__Description of the task__:
Pull every line containing the word "SpawnProfile" out of the material below.

__Supplied material__:
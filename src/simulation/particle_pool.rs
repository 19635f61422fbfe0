//! # Particle Pool - Fixed-Capacity Structure-of-Arrays Storage
//!
//! [`ParticlePool`] holds every interactive particle of the ornament: the trail
//! left by the pointer, webcam gesture sparks, click fireworks and the
//! "decorations" that stick to the tree.
//!
//! ## Slots
//!
//! - `capacity` slots are allocated once and never grow or shrink. The backing
//!   arrays are boxed slices, so their length cannot change after creation.
//! - A slot is **live** while `lives[i] > 0` and **dead** (reusable) otherwise.
//! - A slot index identifies a particle for one life only. Respawning silently
//!   reassigns the slot, so nothing outside the render frame should keep an
//!   index across a spawn.
//!
//! ## Backpressure
//!
//! When every slot is live, [`ParticlePool::spawn`] drops the request and
//! returns `false`. Requests are never queued; under load the newest spawns
//! are the ones lost.
//!
//! ## Data Organization
//!
//! - `positions`, `velocities` - physical state, read and written by
//!   [`crate::simulation::physics`]
//! - `colors`, `scales` - visual state, consumed when building render instances
//! - `lives`, `max_lives` - aging; the render scale fades with `life / max_life`
//! - `stuck` - terminal "stuck to the tree" flag

use glam::Vec3;
use rand::rngs::StdRng;
use rand::{Rng, SeedableRng};

use crate::rendering::color::hsl_to_rgb;

/// Which spawn distribution a new particle is drawn from
#[derive(Debug, Clone, Copy, PartialEq, Eq)]
pub enum ParticleKind {
    /// Slow, short-lived gold sparkle left by pointer and webcam motion
    Trail,
    /// Fast, colorful burst particle from a click
    Firework,
}

/// Random ranges used to initialize a slot for one [`ParticleKind`]
#[derive(Debug, Clone, Copy)]
struct SpawnProfile {
    /// Each velocity component is drawn from `[-speed, speed]`
    speed: f32,
    max_life: (f32, f32),
    scale: (f32, f32),
    hue: (f32, f32),
    saturation: f32,
    lightness: f32,
}

impl ParticleKind {
    fn profile(self) -> SpawnProfile {
        match self {
            ParticleKind::Trail => SpawnProfile {
                speed: 0.05,
                max_life: (1.0, 1.5),
                scale: (0.1, 0.4),
                // Warm gold band
                hue: (0.08, 0.14),
                saturation: 1.0,
                lightness: 0.55,
            },
            ParticleKind::Firework => SpawnProfile {
                speed: 0.25,
                max_life: (1.5, 2.5),
                scale: (0.2, 0.6),
                hue: (0.0, 1.0),
                saturation: 1.0,
                lightness: 0.6,
            },
        }
    }
}

/// Fixed-capacity particle arena using Structure-of-Arrays layout
///
/// All arrays have exactly `capacity` elements. Dead slots keep their last
/// values; only `lives` decides whether a slot takes part in the simulation.
pub struct ParticlePool {
    capacity: usize,

    /// World positions
    pub positions: Box<[Vec3]>,

    /// Per-frame displacement (not scaled by delta)
    pub velocities: Box<[Vec3]>,

    /// Linear RGB colors
    pub colors: Box<[Vec3]>,

    /// Base uniform scale before life fade
    pub scales: Box<[f32]>,

    /// Remaining life; the slot is dead when this is <= 0
    pub lives: Box<[f32]>,

    /// Life the render fade is measured against
    pub max_lives: Box<[f32]>,

    /// Terminal flag: the particle collided with the tree and no longer moves
    pub stuck: Box<[bool]>,

    rng: StdRng,
}

impl ParticlePool {
    /// Create a pool with `capacity` dead slots, seeded from the OS
    pub fn new(capacity: usize) -> Self {
        Self::with_rng(capacity, StdRng::from_os_rng())
    }

    /// Create a pool with a deterministic random sequence
    pub fn with_seed(capacity: usize, seed: u64) -> Self {
        Self::with_rng(capacity, StdRng::seed_from_u64(seed))
    }

    fn with_rng(capacity: usize, rng: StdRng) -> Self {
        Self {
            capacity,
            positions: vec![Vec3::ZERO; capacity].into_boxed_slice(),
            velocities: vec![Vec3::ZERO; capacity].into_boxed_slice(),
            colors: vec![Vec3::ONE; capacity].into_boxed_slice(),
            scales: vec![0.0; capacity].into_boxed_slice(),
            lives: vec![0.0; capacity].into_boxed_slice(),
            max_lives: vec![1.0; capacity].into_boxed_slice(),
            stuck: vec![false; capacity].into_boxed_slice(),
            rng,
        }
    }

    pub fn capacity(&self) -> usize {
        self.capacity
    }

    #[inline]
    pub fn is_alive(&self, index: usize) -> bool {
        self.lives.get(index).is_some_and(|&life| life > 0.0)
    }

    /// Number of slots currently live
    pub fn live_count(&self) -> usize {
        self.lives.iter().filter(|&&life| life > 0.0).count()
    }

    /// Number of live slots that are stuck to the tree
    pub fn stuck_count(&self) -> usize {
        self.lives
            .iter()
            .zip(self.stuck.iter())
            .filter(|(&life, &stuck)| life > 0.0 && stuck)
            .count()
    }

    /// Index of some dead slot, if any.
    ///
    /// Linear scan; only "some dead slot" is guaranteed, not the oldest one.
    pub fn find_free_slot(&self) -> Option<usize> {
        self.lives.iter().position(|&life| life <= 0.0)
    }

    /// Spawn a particle of `kind` at `point`.
    ///
    /// Returns `false` without touching any slot when the pool is full.
    pub fn spawn(&mut self, point: Vec3, kind: ParticleKind) -> bool {
        let Some(index) = self.find_free_slot() else {
            return false;
        };

        let profile = kind.profile();
        let speed = profile.speed;

        self.positions[index] = point;
        self.velocities[index] = Vec3::new(
            self.rng.random_range(-speed..=speed),
            self.rng.random_range(-speed..=speed),
            self.rng.random_range(-speed..=speed),
        );
        self.lives[index] = 1.0;
        self.max_lives[index] = self.rng.random_range(profile.max_life.0..=profile.max_life.1);
        self.scales[index] = self.rng.random_range(profile.scale.0..=profile.scale.1);

        let hue = self.rng.random_range(profile.hue.0..profile.hue.1);
        self.colors[index] = hsl_to_rgb(hue, profile.saturation, profile.lightness);
        self.stuck[index] = false;

        true
    }

    /// Kill every particle, leaving all slots free
    pub fn clear(&mut self) {
        self.lives.fill(0.0);
        self.stuck.fill(false);
    }
}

__Expected output__:
struct SpawnProfile {
    fn profile(self) -> SpawnProfile {
            ParticleKind::Trail => SpawnProfile {
            ParticleKind::Firework => SpawnProfile {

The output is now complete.